▸ **TASK OBJECTIVE**
Find every line in the records below that contains the word "Application", and copy each such line.

▸ **Stored items**
* * *
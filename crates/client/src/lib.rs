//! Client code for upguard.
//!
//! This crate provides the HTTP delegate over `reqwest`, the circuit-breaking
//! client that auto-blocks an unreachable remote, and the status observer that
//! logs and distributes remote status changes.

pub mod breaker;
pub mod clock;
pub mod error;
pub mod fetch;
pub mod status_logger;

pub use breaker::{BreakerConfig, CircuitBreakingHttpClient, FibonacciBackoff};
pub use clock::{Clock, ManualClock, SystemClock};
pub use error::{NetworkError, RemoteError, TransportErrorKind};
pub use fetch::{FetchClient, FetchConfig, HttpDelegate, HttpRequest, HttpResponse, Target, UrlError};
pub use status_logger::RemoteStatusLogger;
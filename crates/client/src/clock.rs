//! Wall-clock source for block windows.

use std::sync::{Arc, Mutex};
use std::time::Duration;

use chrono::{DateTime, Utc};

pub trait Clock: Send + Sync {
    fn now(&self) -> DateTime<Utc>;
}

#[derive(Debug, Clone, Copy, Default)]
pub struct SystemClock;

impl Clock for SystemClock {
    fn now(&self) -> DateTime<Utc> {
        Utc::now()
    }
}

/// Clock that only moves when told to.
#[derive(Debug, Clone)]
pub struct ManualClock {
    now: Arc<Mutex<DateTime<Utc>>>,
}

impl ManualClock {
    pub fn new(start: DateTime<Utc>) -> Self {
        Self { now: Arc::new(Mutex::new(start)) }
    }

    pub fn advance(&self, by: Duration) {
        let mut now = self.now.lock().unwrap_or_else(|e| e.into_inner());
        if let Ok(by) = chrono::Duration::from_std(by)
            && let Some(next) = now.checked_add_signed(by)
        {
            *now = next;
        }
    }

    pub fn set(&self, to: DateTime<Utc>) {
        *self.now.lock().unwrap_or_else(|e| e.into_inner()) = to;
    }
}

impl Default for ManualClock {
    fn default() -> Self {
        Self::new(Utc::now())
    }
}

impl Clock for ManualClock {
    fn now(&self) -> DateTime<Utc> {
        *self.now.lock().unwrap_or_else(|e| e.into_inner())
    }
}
* * *
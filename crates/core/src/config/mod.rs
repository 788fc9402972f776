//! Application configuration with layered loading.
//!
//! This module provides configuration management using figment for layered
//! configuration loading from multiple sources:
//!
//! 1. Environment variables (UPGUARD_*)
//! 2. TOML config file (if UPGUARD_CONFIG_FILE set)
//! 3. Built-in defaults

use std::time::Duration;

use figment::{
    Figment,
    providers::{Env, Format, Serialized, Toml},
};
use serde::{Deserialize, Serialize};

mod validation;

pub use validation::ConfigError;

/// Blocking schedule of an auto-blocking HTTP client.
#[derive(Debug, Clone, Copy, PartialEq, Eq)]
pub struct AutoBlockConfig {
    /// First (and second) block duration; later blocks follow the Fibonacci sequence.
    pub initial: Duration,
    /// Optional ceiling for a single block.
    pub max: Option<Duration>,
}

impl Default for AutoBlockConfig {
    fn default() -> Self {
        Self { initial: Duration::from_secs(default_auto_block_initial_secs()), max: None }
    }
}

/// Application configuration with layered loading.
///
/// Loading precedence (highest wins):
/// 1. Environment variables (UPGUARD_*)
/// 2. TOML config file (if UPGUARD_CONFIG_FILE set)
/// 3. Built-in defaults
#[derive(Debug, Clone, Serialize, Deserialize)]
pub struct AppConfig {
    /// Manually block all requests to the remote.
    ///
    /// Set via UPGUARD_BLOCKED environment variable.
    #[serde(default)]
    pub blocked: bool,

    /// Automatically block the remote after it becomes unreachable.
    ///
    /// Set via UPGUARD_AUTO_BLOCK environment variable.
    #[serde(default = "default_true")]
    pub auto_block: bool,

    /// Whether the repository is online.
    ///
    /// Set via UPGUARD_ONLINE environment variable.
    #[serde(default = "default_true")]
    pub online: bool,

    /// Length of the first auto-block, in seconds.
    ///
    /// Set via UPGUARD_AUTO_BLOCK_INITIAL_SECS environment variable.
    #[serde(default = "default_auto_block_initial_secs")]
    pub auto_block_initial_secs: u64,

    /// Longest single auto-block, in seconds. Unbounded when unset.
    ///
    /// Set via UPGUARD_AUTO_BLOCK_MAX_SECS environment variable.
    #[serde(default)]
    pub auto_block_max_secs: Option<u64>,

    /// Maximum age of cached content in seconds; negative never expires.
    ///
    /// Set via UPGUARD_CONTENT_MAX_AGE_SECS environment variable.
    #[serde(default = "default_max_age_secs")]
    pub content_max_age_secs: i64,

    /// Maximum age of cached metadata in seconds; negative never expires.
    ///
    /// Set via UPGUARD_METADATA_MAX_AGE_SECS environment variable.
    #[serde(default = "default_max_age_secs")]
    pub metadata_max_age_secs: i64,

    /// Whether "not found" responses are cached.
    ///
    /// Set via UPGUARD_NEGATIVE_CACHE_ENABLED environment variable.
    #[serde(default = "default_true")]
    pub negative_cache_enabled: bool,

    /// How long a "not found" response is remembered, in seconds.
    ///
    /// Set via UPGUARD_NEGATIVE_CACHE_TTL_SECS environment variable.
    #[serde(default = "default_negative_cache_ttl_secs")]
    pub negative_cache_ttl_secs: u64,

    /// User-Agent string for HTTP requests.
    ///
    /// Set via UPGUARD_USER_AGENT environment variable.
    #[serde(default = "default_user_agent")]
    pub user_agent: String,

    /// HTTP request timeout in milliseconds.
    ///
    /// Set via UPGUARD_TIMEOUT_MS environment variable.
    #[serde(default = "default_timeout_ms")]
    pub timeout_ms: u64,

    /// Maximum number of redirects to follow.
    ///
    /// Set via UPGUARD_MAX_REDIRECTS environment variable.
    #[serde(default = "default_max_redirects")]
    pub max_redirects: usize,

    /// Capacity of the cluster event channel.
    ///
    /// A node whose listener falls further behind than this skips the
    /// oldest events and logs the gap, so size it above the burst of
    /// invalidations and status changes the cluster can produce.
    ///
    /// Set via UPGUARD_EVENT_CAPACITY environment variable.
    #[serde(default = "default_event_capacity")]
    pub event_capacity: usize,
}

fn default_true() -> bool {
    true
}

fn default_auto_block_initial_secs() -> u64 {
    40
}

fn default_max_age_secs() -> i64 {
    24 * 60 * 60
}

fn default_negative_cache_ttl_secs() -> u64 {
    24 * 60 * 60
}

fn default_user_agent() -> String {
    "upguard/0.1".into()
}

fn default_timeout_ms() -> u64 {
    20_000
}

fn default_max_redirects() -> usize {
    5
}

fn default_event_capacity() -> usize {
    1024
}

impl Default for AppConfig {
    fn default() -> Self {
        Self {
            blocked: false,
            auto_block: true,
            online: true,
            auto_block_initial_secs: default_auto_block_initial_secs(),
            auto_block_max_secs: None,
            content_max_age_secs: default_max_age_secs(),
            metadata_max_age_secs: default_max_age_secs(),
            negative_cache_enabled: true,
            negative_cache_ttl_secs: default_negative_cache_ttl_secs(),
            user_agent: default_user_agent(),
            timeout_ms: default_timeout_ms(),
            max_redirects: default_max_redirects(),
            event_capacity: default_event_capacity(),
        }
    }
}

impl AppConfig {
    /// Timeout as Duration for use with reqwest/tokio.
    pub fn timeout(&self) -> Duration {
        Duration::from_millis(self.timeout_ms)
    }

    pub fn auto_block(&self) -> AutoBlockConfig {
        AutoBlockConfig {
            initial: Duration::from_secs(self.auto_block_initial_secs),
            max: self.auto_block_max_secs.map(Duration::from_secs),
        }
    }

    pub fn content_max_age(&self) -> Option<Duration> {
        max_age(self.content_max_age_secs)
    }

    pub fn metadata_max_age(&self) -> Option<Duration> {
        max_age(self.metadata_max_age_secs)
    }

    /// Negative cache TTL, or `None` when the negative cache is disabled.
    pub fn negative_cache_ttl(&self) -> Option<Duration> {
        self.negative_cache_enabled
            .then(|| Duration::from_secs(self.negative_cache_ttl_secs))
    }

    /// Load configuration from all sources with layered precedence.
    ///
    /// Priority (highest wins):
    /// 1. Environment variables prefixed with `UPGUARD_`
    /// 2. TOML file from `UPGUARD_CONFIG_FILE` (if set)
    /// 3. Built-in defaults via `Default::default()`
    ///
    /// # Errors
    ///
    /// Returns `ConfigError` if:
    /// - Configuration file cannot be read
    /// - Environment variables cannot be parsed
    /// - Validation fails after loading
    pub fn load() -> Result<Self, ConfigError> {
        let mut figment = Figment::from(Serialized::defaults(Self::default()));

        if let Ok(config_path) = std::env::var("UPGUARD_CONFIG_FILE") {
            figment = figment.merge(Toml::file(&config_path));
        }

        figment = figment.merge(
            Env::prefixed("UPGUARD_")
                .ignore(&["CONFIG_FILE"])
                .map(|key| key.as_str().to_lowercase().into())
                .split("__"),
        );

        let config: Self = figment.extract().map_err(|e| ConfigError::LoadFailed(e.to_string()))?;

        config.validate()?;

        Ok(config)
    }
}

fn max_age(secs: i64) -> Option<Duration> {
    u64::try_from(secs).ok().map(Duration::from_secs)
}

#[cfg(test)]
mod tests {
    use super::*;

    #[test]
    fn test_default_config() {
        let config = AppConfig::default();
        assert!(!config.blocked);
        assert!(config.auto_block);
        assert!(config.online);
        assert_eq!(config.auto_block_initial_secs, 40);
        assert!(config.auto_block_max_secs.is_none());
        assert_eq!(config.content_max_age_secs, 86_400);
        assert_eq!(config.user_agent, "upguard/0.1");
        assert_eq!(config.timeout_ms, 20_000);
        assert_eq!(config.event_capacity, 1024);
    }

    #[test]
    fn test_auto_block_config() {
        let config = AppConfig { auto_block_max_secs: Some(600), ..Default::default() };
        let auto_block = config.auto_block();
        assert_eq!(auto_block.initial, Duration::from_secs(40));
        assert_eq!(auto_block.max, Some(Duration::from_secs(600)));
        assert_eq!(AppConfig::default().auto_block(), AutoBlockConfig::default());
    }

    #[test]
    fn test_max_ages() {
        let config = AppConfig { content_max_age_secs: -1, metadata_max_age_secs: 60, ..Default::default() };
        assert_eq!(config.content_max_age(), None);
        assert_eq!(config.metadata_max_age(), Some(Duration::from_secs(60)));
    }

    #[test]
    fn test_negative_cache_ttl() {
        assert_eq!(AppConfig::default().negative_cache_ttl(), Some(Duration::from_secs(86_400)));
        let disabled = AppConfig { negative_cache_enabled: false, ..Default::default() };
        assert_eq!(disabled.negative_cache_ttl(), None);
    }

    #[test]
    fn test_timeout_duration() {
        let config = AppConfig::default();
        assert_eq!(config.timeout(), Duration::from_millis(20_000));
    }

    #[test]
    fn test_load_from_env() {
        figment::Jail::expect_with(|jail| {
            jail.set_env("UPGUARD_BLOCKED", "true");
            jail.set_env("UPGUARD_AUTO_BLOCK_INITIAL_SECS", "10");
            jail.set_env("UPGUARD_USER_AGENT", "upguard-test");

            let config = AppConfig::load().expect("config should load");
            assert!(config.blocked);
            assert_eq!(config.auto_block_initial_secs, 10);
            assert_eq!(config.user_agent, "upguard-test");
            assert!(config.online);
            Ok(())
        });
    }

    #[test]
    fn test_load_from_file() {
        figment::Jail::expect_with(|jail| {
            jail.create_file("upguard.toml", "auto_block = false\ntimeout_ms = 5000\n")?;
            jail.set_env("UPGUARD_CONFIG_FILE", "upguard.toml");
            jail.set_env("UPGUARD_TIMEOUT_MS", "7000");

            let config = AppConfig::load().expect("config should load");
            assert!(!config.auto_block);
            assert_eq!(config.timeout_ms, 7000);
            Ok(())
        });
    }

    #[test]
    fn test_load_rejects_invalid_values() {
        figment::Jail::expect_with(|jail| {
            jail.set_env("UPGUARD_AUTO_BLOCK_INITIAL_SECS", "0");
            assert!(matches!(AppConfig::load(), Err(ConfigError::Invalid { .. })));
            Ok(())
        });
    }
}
* * *
▸ **TASK SOLUTION**
//! Application configuration with layered loading.
/// Application configuration with layered loading.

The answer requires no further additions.